The Georgia Political Science Association (GPSA) is the professional association for political scientists in Georgia, United States. Founded in 1968, the GPSA holds an annual conference in Savannah, Georgia in November. Conference participants are from Georgia, other U.S. states, and overseas. Although political scientists are in the majority, the conference is definitely interdisciplinary. Participants have included political scientists, historians, economists, humanists, sociologists, criminologists, anthropologists, public administrators, philosophers, students, interested non-academics and many others. Currently, the membership numbers around 200 political scientists teaching in Georgia. The GPSA publishes a refereed online proceedings of the conference.

Both the University System of Georgia Board of Regents Academic Advisory Committee for Political Science and the European Union Studies Certificate Steering Committee traditionally meet during the conference.
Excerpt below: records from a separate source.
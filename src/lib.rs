//! # Snowstorm
//!
//! Snowstorm is a conflict-graph consensus engine belonging to the `Snow*`
//! family of metastable voting protocols.
//!
//! Transactions consume input resources and two transactions conflict iff
//! they share at least one input. The engine ingests opaque transactions,
//! ingests a stream of sampled network votes and decides which transactions
//! to accept and which to reject, such that no two accepted transactions
//! ever share an input.
//!
//! ## Bag
//!
//! [bag] tallies one round of sampled votes into a multiset which the engine
//! scores against the `alpha` threshold.
//!
//! ## Snowstorm
//!
//! [snowstorm] contains the conflict graph itself together with an actor
//! which serializes driver access to it: transactions in, polls in,
//! preferences out.

#[macro_use]
extern crate serde_derive;
extern crate colored;

pub mod bag;
pub mod params;
pub mod snowstorm;
pub mod zfx_id;

#[derive(Debug)]
pub enum Error {
    Actix(actix::MailboxError),
    Consensus(snowstorm::Error),

    /// Error caused by converting from a `String` to an `Id`
    TryFromStringError,
}

impl std::error::Error for Error {}

impl std::convert::From<actix::MailboxError> for Error {
    fn from(error: actix::MailboxError) -> Self {
        Error::Actix(error)
    }
}

impl std::convert::From<snowstorm::Error> for Error {
    fn from(error: snowstorm::Error) -> Self {
        Error::Consensus(error)
    }
}

impl std::fmt::Display for Error {
    fn fmt(&self, f: &mut std::fmt::Formatter) -> std::fmt::Result {
        write!(f, "{:?}", self)
    }
}

pub type Result<T> = std::result::Result<T, Error>;
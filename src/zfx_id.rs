//! Generic hash-based IDs for use throughout the system
//!
//! See the documentation of [Id] for details.

use std::convert::TryInto;
use std::fmt;
use std::str::FromStr;

use base58check::{FromBase58Check, ToBase58Check};
use blake2::digest::{Update, VariableOutput};
use blake2::Blake2bVar;
use rand::{self, Rng};

/// Generic hash-based ID for use throughout the system
///
/// The `Id` wraps a 32-byte value, compared byte-for-byte, used as the
/// identifier for transactions, consumed inputs and network peers.
///
/// They are displayed using the Base58check format.
#[derive(Hash, Eq, PartialEq, Ord, PartialOrd, Copy, Clone, Serialize, Deserialize, Default)]
pub struct Id([u8; 32]);

impl std::fmt::Debug for Id {
    fn fmt(&self, f: &mut fmt::Formatter) -> fmt::Result {
        write!(f, "{}", self.0.to_base58check(0))
    }
}

impl std::fmt::Display for Id {
    fn fmt(&self, f: &mut fmt::Formatter) -> fmt::Result {
        write!(f, "{}", self.0.to_base58check(0))
    }
}

impl FromStr for Id {
    type Err = crate::Error;

    /// Converts a base58check encoded string to bytes of an Id
    fn from_str(id_str: &str) -> Result<Self, crate::Error> {
        let (vsn, bytes) =
            id_str.from_base58check().map_err(|_| crate::Error::TryFromStringError)?;
        if vsn != 0 {
            return Err(crate::Error::TryFromStringError);
        }
        let bytes: [u8; 32] =
            bytes.as_slice().try_into().map_err(|_| crate::Error::TryFromStringError)?;
        Ok(Id(bytes))
    }
}

impl Id {
    /// By default a new id is created by hashing an input byte slice
    pub fn new(bytes: &[u8]) -> Id {
        Id(hash(bytes))
    }

    /// Sets the bytes of an Id explicitly (expects a hash)
    pub fn from_hash(bytes: &[u8]) -> Id {
        let mut byte_vec = bytes.to_vec();
        byte_vec.resize(32, 0u8);
        let boxed_slice = byte_vec.into_boxed_slice();
        let boxed_array: Box<[u8; 32]> = boxed_slice.try_into().unwrap();
        Id(*boxed_array)
    }

    /// Generate a random `Id`
    pub fn generate() -> Id {
        let mut rng = rand::thread_rng();
        let v: [u8; 32] = rng.gen();
        Id(v)
    }

    /// All-zeroes `Id` (for testing)
    pub fn zero() -> Id {
        Id([0u8; 32])
    }

    /// The maximal (all `0xFF`) value (for testing)
    pub fn max() -> Id {
        Id([255u8; 32])
    }

    /// All-ones `Id` (for testing)
    pub fn one() -> Id {
        Id([1u8; 32])
    }

    /// All-twos `Id` (for testing)
    pub fn two() -> Id {
        Id([2u8; 32])
    }

    /// Returns the wrapped byte array containing the hash
    pub fn bytes(&self) -> [u8; 32] {
        self.0
    }

    /// Returns a slice to the contained byte array
    pub fn as_bytes(&self) -> &[u8] {
        &self.0
    }

    /// Hashes (256-bit) a u64 and prepends it to a key in order generate a new one.
    pub fn hash_prefix(&self, prefix: u64) -> Id {
        let mut bytes: Vec<u8> = prefix.to_be_bytes().to_vec();
        let mut id_bytes: Vec<u8> = self.0.to_vec();
        bytes.append(&mut id_bytes);
        Id(hash(&bytes))
    }
}

fn hash(input: &[u8]) -> [u8; 32] {
    let mut hasher = Blake2bVar::new(32).unwrap();
    hasher.update(input);
    let mut buf = [0u8; 32];
    hasher.finalize_variable(&mut buf).unwrap();
    buf
}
The GPSA Board of Directors consists of seven officers and eight at-large board members. The GPSA Vice President and program chair organizes the annual conference program from proposals received by July 1 of each year. Panels and roundtables are assembled from the accepted proposals and individual papers.  Seven sessions of four concurrent panels each are spread over two days. Four to six presentations are assigned to each panel. All interested persons may submit proposals.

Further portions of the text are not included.